Tuesday, December 18, 2007

A Buying/Selling Index, Sentiment, and Other Ideas for Tuesday

* Buying/Selling Index - In my recent post, I mentioned research that treats buying and selling as independent variables. My first stab at this research has been with the NYSE TICK, breaking uptick and downtick readings into separate categories for analysis. By doing this, we find that Monday's action was over one standard deviation below the 30-day median in buying activity and about .8 SD above the median in selling. Compared with the decline in November, the recent drop has been more about weak buying than strong selling, though selling has certainly exceeded buying for the last five trading sessions.

* Blog Traffic Indicator - I wrote earlier about how traffic on this blog has tended to expand during periods of market weakness. August and November were the strongest traffic months of the year, for example, and the days of the market lows were the most trafficked days. Uncertainty seems to lead to a seeking of information across the blogosphere. So I find it interesting that traffic has not expanded over the past five days of weakness. On the contrary, traffic is more similar to the patterns seen at the October and recent December market highs.

* Problems With Self Report - People are not especially good self-observers, which causes problems for surveys. For example, 80-90% of people will rate themselves as "above average" across a whole range of virtues. (Perhaps they are all progeny of Lake Wobegon residents). So it's in that vein that Barry Ritholtz finds that bullish retail survey data have not translated into robust retail activity. What we say and what we do can be quite different.

* Trading More Profitably - Trade Ideas asks for some guidelines from two experienced traders. Turning "best practices" into firm rules that can be made explicit and rehearsed is a valuable meta-strategy for success.

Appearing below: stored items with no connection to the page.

// jvmti-classbytes/src/sys/jvmti.rs
//
// JVMTI bindings for the class-transformation subset of jvmtiInterface_1_.
//
// Function numbers in the comments are the 1-based positions from jvmti.h.
// Every slot this crate does not call is opaque padding so the table stays
// layout-compatible with JDK 8 through current releases.

#![allow(non_upper_case_globals)]
#![allow(non_camel_case_types)]
#![allow(non_snake_case)]

use std::fmt;
use std::os::raw::{c_char, c_uchar, c_void};

use crate::sys::jni::{jboolean, jclass, jint, jlong, jobject, jthread, JNIEnv};

// --- Constants ---
pub const JVMTI_VERSION_1_0: jint = 0x30010000;
pub const JVMTI_VERSION_1_2: jint = 0x30010200;
pub const JVMTI_VERSION_9: jint = 0x30090000;

pub const JVMTI_EVENT_CLASS_FILE_LOAD_HOOK: u32 = 54;

pub const JVMTI_ENABLE: jint = 1;
pub const JVMTI_DISABLE: jint = 0;

// --- Error Codes ---

/// A JVMTI error code.
///
/// Kept as a transparent integer rather than an enum: the VM may report
/// codes newer than this table.
#[repr(transparent)]
#[derive(Copy, Clone, PartialEq, Eq, Hash)]
pub struct jvmtiError(pub u32);

impl jvmtiError {
    pub const NONE: jvmtiError = jvmtiError(0);
    pub const INVALID_THREAD: jvmtiError = jvmtiError(10);
    pub const INVALID_CLASS: jvmtiError = jvmtiError(21);
    pub const INVALID_CLASS_FORMAT: jvmtiError = jvmtiError(60);
    pub const FAILS_VERIFICATION: jvmtiError = jvmtiError(62);
    pub const UNSUPPORTED_VERSION: jvmtiError = jvmtiError(68);
    pub const UNMODIFIABLE_CLASS: jvmtiError = jvmtiError(79);
    pub const NOT_AVAILABLE: jvmtiError = jvmtiError(98);
    pub const MUST_POSSESS_CAPABILITY: jvmtiError = jvmtiError(99);
    pub const NULL_POINTER: jvmtiError = jvmtiError(100);
    pub const ABSENT_INFORMATION: jvmtiError = jvmtiError(101);
    pub const INVALID_EVENT_TYPE: jvmtiError = jvmtiError(102);
    pub const WRONG_PHASE: jvmtiError = jvmtiError(112);
    pub const INTERNAL: jvmtiError = jvmtiError(113);

    fn name(self) -> Option<&'static str> {
        Some(match self {
            Self::NONE => "NONE",
            Self::INVALID_THREAD => "INVALID_THREAD",
            Self::INVALID_CLASS => "INVALID_CLASS",
            Self::INVALID_CLASS_FORMAT => "INVALID_CLASS_FORMAT",
            Self::FAILS_VERIFICATION => "FAILS_VERIFICATION",
            Self::UNSUPPORTED_VERSION => "UNSUPPORTED_VERSION",
            Self::UNMODIFIABLE_CLASS => "UNMODIFIABLE_CLASS",
            Self::NOT_AVAILABLE => "NOT_AVAILABLE",
            Self::MUST_POSSESS_CAPABILITY => "MUST_POSSESS_CAPABILITY",
            Self::NULL_POINTER => "NULL_POINTER",
            Self::ABSENT_INFORMATION => "ABSENT_INFORMATION",
            Self::INVALID_EVENT_TYPE => "INVALID_EVENT_TYPE",
            Self::WRONG_PHASE => "WRONG_PHASE",
            Self::INTERNAL => "INTERNAL",
            _ => return None,
        })
    }
}

impl fmt::Debug for jvmtiError {
    fn fmt(&self, f: &mut fmt::Formatter<'_>) -> fmt::Result {
        match self.name() {
            Some(name) => write!(f, "JVMTI_ERROR_{name}"),
            None => write!(f, "JVMTI_ERROR({})", self.0),
        }
    }
}

impl fmt::Display for jvmtiError {
    fn fmt(&self, f: &mut fmt::Formatter<'_>) -> fmt::Result {
        fmt::Debug::fmt(self, f)
    }
}

#[repr(C)]
#[derive(Copy, Clone, Debug)]
pub struct jvmtiClassDefinition {
    pub klass: jclass,
    pub class_byte_count: jint,
    pub class_bytes: *const c_uchar,
}

// --- Capabilities ---
#[repr(C)]
#[derive(Debug, Copy, Clone, Default)]
pub struct jvmtiCapabilities {
    bits: [u32; 4],
}

impl jvmtiCapabilities {
    fn set_bit(&mut self, bit_offset: usize, value: bool) {
        let word_index = bit_offset / 32;
        let bit_index = bit_offset % 32;
        if value {
            self.bits[word_index] |= 1 << bit_index;
        } else {
            self.bits[word_index] &= !(1 << bit_index);
        }
    }

    fn get_bit(&self, bit_offset: usize) -> bool {
        let word_index = bit_offset / 32;
        let bit_index = bit_offset % 32;
        (self.bits[word_index] & (1 << bit_index)) != 0
    }

    pub fn set_can_redefine_classes(&mut self, v: bool) { self.set_bit(9, v); }
    pub fn can_redefine_classes(&self) -> bool { self.get_bit(9) }

    pub fn set_can_redefine_any_class(&mut self, v: bool) { self.set_bit(21, v); }
    pub fn can_redefine_any_class(&self) -> bool { self.get_bit(21) }

    pub fn set_can_retransform_classes(&mut self, v: bool) { self.set_bit(37, v); }
    pub fn can_retransform_classes(&self) -> bool { self.get_bit(37) }

    pub fn set_can_retransform_any_class(&mut self, v: bool) { self.set_bit(38, v); }
    pub fn can_retransform_any_class(&self) -> bool { self.get_bit(38) }
}

// --- Function typedefs ---
pub type JvmtiSetEventNotificationModeFn = unsafe extern "system" fn(env: *mut jvmtiEnv, mode: jint, event_type: u32, event_thread: jthread) -> jvmtiError;
pub type JvmtiIsModifiableClassFn = unsafe extern "system" fn(env: *mut jvmtiEnv, klass: jclass, is_modifiable_class_ptr: *mut jboolean) -> jvmtiError;
pub type JvmtiAllocateFn = unsafe extern "system" fn(env: *mut jvmtiEnv, size: jlong, mem_ptr: *mut *mut c_uchar) -> jvmtiError;
pub type JvmtiDeallocateFn = unsafe extern "system" fn(env: *mut jvmtiEnv, mem: *mut c_uchar) -> jvmtiError;
pub type JvmtiGetClassSignatureFn = unsafe extern "system" fn(env: *mut jvmtiEnv, klass: jclass, signature_ptr: *mut *mut c_char, generic_ptr: *mut *mut c_char) -> jvmtiError;
pub type JvmtiGetLoadedClassesFn = unsafe extern "system" fn(env: *mut jvmtiEnv, class_count_ptr: *mut jint, classes_ptr: *mut *mut jclass) -> jvmtiError;
pub type JvmtiRedefineClassesFn = unsafe extern "system" fn(env: *mut jvmtiEnv, class_count: jint, class_definitions: *const jvmtiClassDefinition) -> jvmtiError;
pub type JvmtiGetCapabilitiesFn = unsafe extern "system" fn(env: *mut jvmtiEnv, capabilities_ptr: *mut jvmtiCapabilities) -> jvmtiError;
pub type JvmtiSetEventCallbacksFn = unsafe extern "system" fn(env: *mut jvmtiEnv, callbacks: *const jvmtiEventCallbacks, size_of_callbacks: jint) -> jvmtiError;
pub type JvmtiDisposeEnvironmentFn = unsafe extern "system" fn(env: *mut jvmtiEnv) -> jvmtiError;
pub type JvmtiGetSystemPropertyFn = unsafe extern "system" fn(env: *mut jvmtiEnv, property: *const c_char, value_ptr: *mut *mut c_char) -> jvmtiError;
pub type JvmtiGetPotentialCapabilitiesFn = unsafe extern "system" fn(env: *mut jvmtiEnv, capabilities_ptr: *mut jvmtiCapabilities) -> jvmtiError;
pub type JvmtiAddCapabilitiesFn = unsafe extern "system" fn(env: *mut jvmtiEnv, capabilities_ptr: *const jvmtiCapabilities) -> jvmtiError;
pub type JvmtiRetransformClassesFn = unsafe extern "system" fn(env: *mut jvmtiEnv, class_count: jint, classes: *const jclass) -> jvmtiError;

// --- Event callback typedefs ---
pub type JvmtiVMInitFn = unsafe extern "system" fn(jvmti_env: *mut jvmtiEnv, jni_env: *mut JNIEnv, thread: jthread);
pub type JvmtiVMDeathFn = unsafe extern "system" fn(jvmti_env: *mut jvmtiEnv, jni_env: *mut JNIEnv);
pub type JvmtiThreadStartFn = unsafe extern "system" fn(jvmti_env: *mut jvmtiEnv, jni_env: *mut JNIEnv, thread: jthread);
pub type JvmtiThreadEndFn = unsafe extern "system" fn(jvmti_env: *mut jvmtiEnv, jni_env: *mut JNIEnv, thread: jthread);
pub type JvmtiClassFileLoadHookFn = unsafe extern "system" fn(
    jvmti_env: *mut jvmtiEnv,
    jni_env: *mut JNIEnv,
    class_being_redefined: jclass,
    loader: jobject,
    name: *const c_char,
    protection_domain: jobject,
    class_data_len: jint,
    class_data: *const c_uchar,
    new_class_data_len: *mut jint,
    new_class_data: *mut *mut c_uchar,
);

type Pad<const N: usize> = [*mut c_void; N];

// =========================================================================
// jvmtiInterface_1_ (function table)
// =========================================================================

#[repr(C)]
pub struct jvmtiInterface_1_ {
    _r1: Pad<1>,
    // 2
    pub SetEventNotificationMode: Option<JvmtiSetEventNotificationModeFn>,
    _p3: Pad<42>,
    // 45-48
    pub IsModifiableClass: Option<JvmtiIsModifiableClassFn>,
    pub Allocate: Option<JvmtiAllocateFn>,
    pub Deallocate: Option<JvmtiDeallocateFn>,
    pub GetClassSignature: Option<JvmtiGetClassSignatureFn>,
    _p49: Pad<29>,
    // 78
    pub GetLoadedClasses: Option<JvmtiGetLoadedClassesFn>,
    _p79: Pad<8>,
    // 87
    pub RedefineClasses: Option<JvmtiRedefineClassesFn>,
    _p88: Pad<1>,
    // 89
    pub GetCapabilities: Option<JvmtiGetCapabilitiesFn>,
    _p90: Pad<32>,
    // 122
    pub SetEventCallbacks: Option<JvmtiSetEventCallbacksFn>,
    _p123: Pad<4>,
    // 127
    pub DisposeEnvironment: Option<JvmtiDisposeEnvironmentFn>,
    _p128: Pad<3>,
    // 131
    pub GetSystemProperty: Option<JvmtiGetSystemPropertyFn>,
    _p132: Pad<8>,
    // 140
    pub GetPotentialCapabilities: Option<JvmtiGetPotentialCapabilitiesFn>,
    _p141: Pad<1>,
    // 142
    pub AddCapabilities: Option<JvmtiAddCapabilitiesFn>,
    _p143: Pad<9>,
    // 152
    pub RetransformClasses: Option<JvmtiRetransformClassesFn>,
}

#[repr(C)]
pub struct jvmtiEnv {
    pub functions: *const jvmtiInterface_1_,
}

/// Event callback table.
///
/// Only the leading entries are named; the remaining 27 event slots stay
/// null so the VM never dispatches them to this environment.
#[repr(C)]
#[derive(Copy, Clone)]
pub struct jvmtiEventCallbacks {
    pub VMInit: Option<JvmtiVMInitFn>,
    pub VMDeath: Option<JvmtiVMDeathFn>,
    pub ThreadStart: Option<JvmtiThreadStartFn>,
    pub ThreadEnd: Option<JvmtiThreadEndFn>,
    pub ClassFileLoadHook: Option<JvmtiClassFileLoadHookFn>,
    _rest: Pad<27>,
}

impl Default for jvmtiEventCallbacks {
    fn default() -> Self {
        Self {
            VMInit: None,
            VMDeath: None,
            ThreadStart: None,
            ThreadEnd: None,
            ClassFileLoadHook: None,
            _rest: [std::ptr::null_mut(); 27],
        }
    }
}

* Current Market Themes - Abnormal Returns finds a number of themes in the market, including the meltdown of quant funds and strong performance of growth stocks; problems with bond insurers and systemic risks; and negative real interest rates.

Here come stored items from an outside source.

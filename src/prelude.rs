//! Common imports for agents that collect class bytes.
//!
//! This prelude is intentionally small. It covers what most agents touch
//! while avoiding over-broad re-exports.

pub use crate::bootstrap::in_process_context;
pub use crate::class::{ClassBytes, ClassKind, ClassRef};
pub use crate::collector::{CollectorChain, CollectorContext};
pub use crate::config::Options;
pub use crate::discovery::InnerClassDiscovery;
pub use crate::env::{JniEnv, Jvmti};
pub use crate::export_agent;
pub use crate::sys::{jni, jvmti};
pub use crate::Agent;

* Opening Gaps - Trader Mike notes that cash indexes do not accurately reflect opening gaps; a better picture is obtained from futures. This is very relevant to testing out trading systems that might, for example, buy or sell at the market open.

* Best Posts - Charles Kirk has archived his best posts from previous years. Year end is a great time to reflect on personal bests, step back, reassess, set goals, and revitalize for the new year. It's also a great time to view and review fresh ideas. I'll be listing "best of 2007" TraderFeed posts during the last week of the year.

4 comments:

The Financial Philosopher said...

It's interesting, as you stated in your post, that "Uncertainty seems to lead to a seeking of information across the blogosphere."

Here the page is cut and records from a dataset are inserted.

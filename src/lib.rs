//! # jvmti-classbytes
//!
//! Recover the class-file bytes of classes loaded in a running JVM, from Rust
//! code living inside that JVM (a native agent or a JNI library).
//!
//! Bytes come from whichever source has them first:
//!
//! 1. the defining loader's `.class` resource ([`collector::ClasspathCollector`])
//! 2. the JVM's debug dump directory for lambda and method-handle classes
//!    ([`collector::DumperCollector`])
//! 3. live retransformation through JVMTI ([`collector::InstrumentationCollector`])
//!
//! On top of that the crate parses constant pools ([`classfile`]), finds
//! nested classes ([`discovery`]) and hands everything to a decompiler of
//! your choice ([`source`]).
//!
//! ## Quick Start
//!
//! **1. Build a native agent:**
//! ```toml
//! [lib]
//! crate-type = ["cdylib"]
//!
//! [dependencies]
//! jvmti-classbytes = "0.3"
//! ```
//!
//! **2. Collect bytes once the VM is up:**
//! ```rust,ignore
//! use std::sync::{Arc, OnceLock};
//! use jvmti_classbytes::prelude::*;
//!
//! #[derive(Default)]
//! struct Dumper;
//!
//! impl Agent for Dumper {
//!     fn on_load(&self, _vm: *mut jni::JavaVM, options: &str) -> jni::jint {
//!         match Options::parse(options) {
//!             Ok(_) => jni::JNI_OK,
//!             Err(_) => jni::JNI_ERR,
//!         }
//!     }
//! }
//!
//! export_agent!(Dumper);
//!
//! static CHAIN: OnceLock<CollectorChain> = OnceLock::new();
//!
//! fn bytes_of(class: &ClassRef) -> jvmti_classbytes::Result<Option<ClassBytes>> {
//!     let chain = match CHAIN.get() {
//!         Some(chain) => chain,
//!         None => {
//!             let ctx = in_process_context(Arc::new(Options::from_env()?))?;
//!             CHAIN.get_or_init(|| CollectorChain::standard(&ctx))
//!         }
//!     };
//!     chain.get_bytes(Some(class))
//! }
//! ```
//!
//! **3. Run:**
//! ```bash
//! java -agentpath:./target/release/libmy_agent.so=probe.max=50 MyApp
//! ```
//!
//! ## Architecture
//!
//! ```text
//! ┌─────────────────────────────────────────────────────────┐
//! │      ClassSourceParser ──> Decompiler (yours)            │
//! ├─────────────────────────────────────────────────────────┤
//! │  CollectorChain          InnerClassDiscovery             │
//! │  classpath / dumper / instrumentation                    │
//! ├─────────────────────────────────────────────────────────┤
//! │  AgentHandle + InstrumentationGateway   AgentBootstrap   │
//! ├─────────────────────────────────────────────────────────┤
//! │  runtime (JNI class model)   instrument::jvmti (hook)    │
//! ├─────────────────────────────────────────────────────────┤
//! │  env::Jvmti, env::JniEnv       sys::jni, sys::jvmti      │
//! └─────────────────────────────────────────────────────────┘
//! ```
//!
//! Everything above the `runtime` layer works against the traits in
//! [`class`] and [`instrument`], so it runs without a JVM as well;
//! [`loader::ArchiveClassLoader`] serves classes from directories and jars.
//!
//! ## Modules
//!
//! | Module | Purpose |
//! |--------|---------|
//! | [`classfile`] | Constant-pool parser: own name and referenced classes |
//! | [`collector`] | Byte collectors and the priority chain |
//! | [`discovery`] | Member, anonymous and local class discovery |
//! | [`instrument`] | Instrumentation traits, gateway, JVMTI backend |
//! | [`bootstrap`] | Agent jar, dynamic attach, VM location |
//! | [`config`] | [`Options`] from agent options and environment |
//! | [`env`] | JNI and JVMTI wrappers |

pub mod sys;
pub mod env;

// Implementation modules (use `env` module for the public API)
#[doc(hidden)]
pub mod jvmti_wrapper;
#[doc(hidden)]
pub mod jni_wrapper;

pub mod bootstrap;
pub mod class;
pub mod classfile;
pub mod collector;
pub mod config;
pub mod discovery;
pub mod error;
pub mod instrument;
pub mod loader;
pub mod names;
pub mod prelude;
pub mod runtime;
pub mod source;

use std::sync::OnceLock;

pub use crate::sys::jni;

pub use crate::bootstrap::{in_process_context, AgentBootstrap};
pub use crate::class::{ClassBytes, ClassKind, ClassLoader, ClassRef, JavaClass};
pub use crate::classfile::{enumerate_class_references, resolve_qualified_name};
pub use crate::collector::{ByteCollector, CollectorChain, CollectorContext, CollectorRegistry};
pub use crate::config::Options;
pub use crate::discovery::InnerClassDiscovery;
pub use crate::error::{Error, Result};
pub use crate::instrument::{AgentHandle, Instrumentation, InstrumentationGateway};
pub use crate::source::{ClassSourceParser, Decompiler};

/// A native agent hosting this crate.
///
/// Implement it and use [`export_agent!`] to produce the JVM entry points.
/// The entry points hand the `JavaVM` to [`bootstrap::hand_off`] before your
/// code runs, so the collectors find the VM without probing for `libjvm`.
///
/// # Thread Safety
///
/// The agent is stored in a process-wide `OnceLock` and may be called from
/// any JVM thread.
pub trait Agent: Sync + Send {
    /// Called from `Agent_OnLoad` (`-agentpath` at startup).
    ///
    /// Return `JNI_OK` (0) on success, or `JNI_ERR` (-1) on failure.
    fn on_load(&self, vm: *mut jni::JavaVM, options: &str) -> jni::jint;

    /// Called from `Agent_OnAttach` when the library is loaded into a
    /// running VM. Defaults to [`Agent::on_load`].
    fn on_attach(&self, vm: *mut jni::JavaVM, options: &str) -> jni::jint {
        self.on_load(vm, options)
    }

    /// Called when the agent is unloaded (JVM shutdown).
    fn on_unload(&self) {}
}

// Holds the user's Agent instance so the exported C functions can find it.
pub static GLOBAL_AGENT: OnceLock<Box<dyn Agent>> = OnceLock::new();

/// Helper to initialize the global agent (called by the macro)
pub fn set_global_agent(agent: Box<dyn Agent>) -> std::result::Result<(), ()> {
    GLOBAL_AGENT.set(agent).map_err(|_| ())
}

#[doc(hidden)]
pub unsafe fn agent_options<'a>(options: *const std::ffi::c_char) -> &'a str {
    if options.is_null() {
        ""
    } else {
        std::ffi::CStr::from_ptr(options).to_str().unwrap_or("")
    }
}

/// Exports your agent type as a loadable JVM agent library.
///
/// Generates `Agent_OnLoad`, `Agent_OnAttach` and `Agent_OnUnload`. The
/// type must implement [`Agent`] and [`Default`].
///
/// ```rust,ignore
/// use jvmti_classbytes::{Agent, export_agent, jni};
///
/// #[derive(Default)]
/// struct MyAgent;
///
/// impl Agent for MyAgent {
///     fn on_load(&self, _vm: *mut jni::JavaVM, _options: &str) -> jni::jint {
///         jni::JNI_OK
///     }
/// }
///
/// export_agent!(MyAgent);
/// ```
///
/// The crate must be built as a `cdylib`. Load it at startup with
/// `java -agentpath:./libmyagent.so=options MyApp`, or into a running VM
/// with [`bootstrap::AttachCommand::NativeAgent`].
///
/// Besides the agent entry points the macro exports `JNI_OnLoad`. All three
/// loading paths hand the `JavaVM` to [`bootstrap::hand_off`], which is where
/// an [`AgentBootstrap`] picks up the capability after attaching.
#[macro_export]
macro_rules! export_agent {
    ($agent_type:ty) => {
        #[no_mangle]
        pub unsafe extern "system" fn Agent_OnLoad(
            vm: *mut $crate::sys::jni::JavaVM,
            options: *mut std::ffi::c_char,
            _reserved: *mut std::ffi::c_void,
        ) -> $crate::sys::jni::jint {
            $crate::bootstrap::hand_off(vm);
            let agent = Box::new(<$agent_type>::default());
            if $crate::set_global_agent(agent).is_err() {
                return $crate::sys::jni::JNI_ERR;
            }
            match $crate::GLOBAL_AGENT.get() {
                Some(agent) => agent.on_load(vm, $crate::agent_options(options)),
                None => $crate::sys::jni::JNI_ERR,
            }
        }

        #[no_mangle]
        pub unsafe extern "system" fn Agent_OnAttach(
            vm: *mut $crate::sys::jni::JavaVM,
            options: *mut std::ffi::c_char,
            _reserved: *mut std::ffi::c_void,
        ) -> $crate::sys::jni::jint {
            $crate::bootstrap::hand_off(vm);
            // A second attach of the same library reuses the first instance.
            let _ = $crate::set_global_agent(Box::new(<$agent_type>::default()));
            match $crate::GLOBAL_AGENT.get() {
                Some(agent) => agent.on_attach(vm, $crate::agent_options(options)),
                None => $crate::sys::jni::JNI_ERR,
            }
        }

        // Reached when a Java agent `System.load`s this library after attach.
        #[no_mangle]
        pub unsafe extern "system" fn JNI_OnLoad(
            vm: *mut $crate::sys::jni::JavaVM,
            _reserved: *mut std::ffi::c_void,
        ) -> $crate::sys::jni::jint {
            $crate::bootstrap::hand_off(vm);
            $crate::sys::jni::JNI_VERSION_1_8
        }

        #[no_mangle]
        pub unsafe extern "system" fn Agent_OnUnload(_vm: *mut $crate::sys::jni::JavaVM) {
            if let Some(agent) = $crate::GLOBAL_AGENT.get() {
                agent.on_unload();
            }
        }
    };
}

While I'm not surprised to hear that, I feel compelled to offer one of my favorite pieces of wisdom from Jiddu Krishnamurti: "Freedom from the desire for an answer is essential to the understanding of a problem."

I find it much easier (and rewarding) to "sit still" when uncertainty abounds...

Patience truly is a virtue... and a valuable asset for an investor...

Colin said...

I know its been a crazy time, but I can't believe its been a year already. I'm sure you'd agree, Brett, with that output of yours!

Merry Christmas.

Brett Steenbarger, Ph.D. said...

Hi Financial Philosopher,

Yes, you make an excellent good point. It's one reason really good traders talk about waiting for trades to come to them--

Brett

Brett Steenbarger, Ph.D. said...

Thanks, Colin; it's been a topsy-turvy year, that's for sure!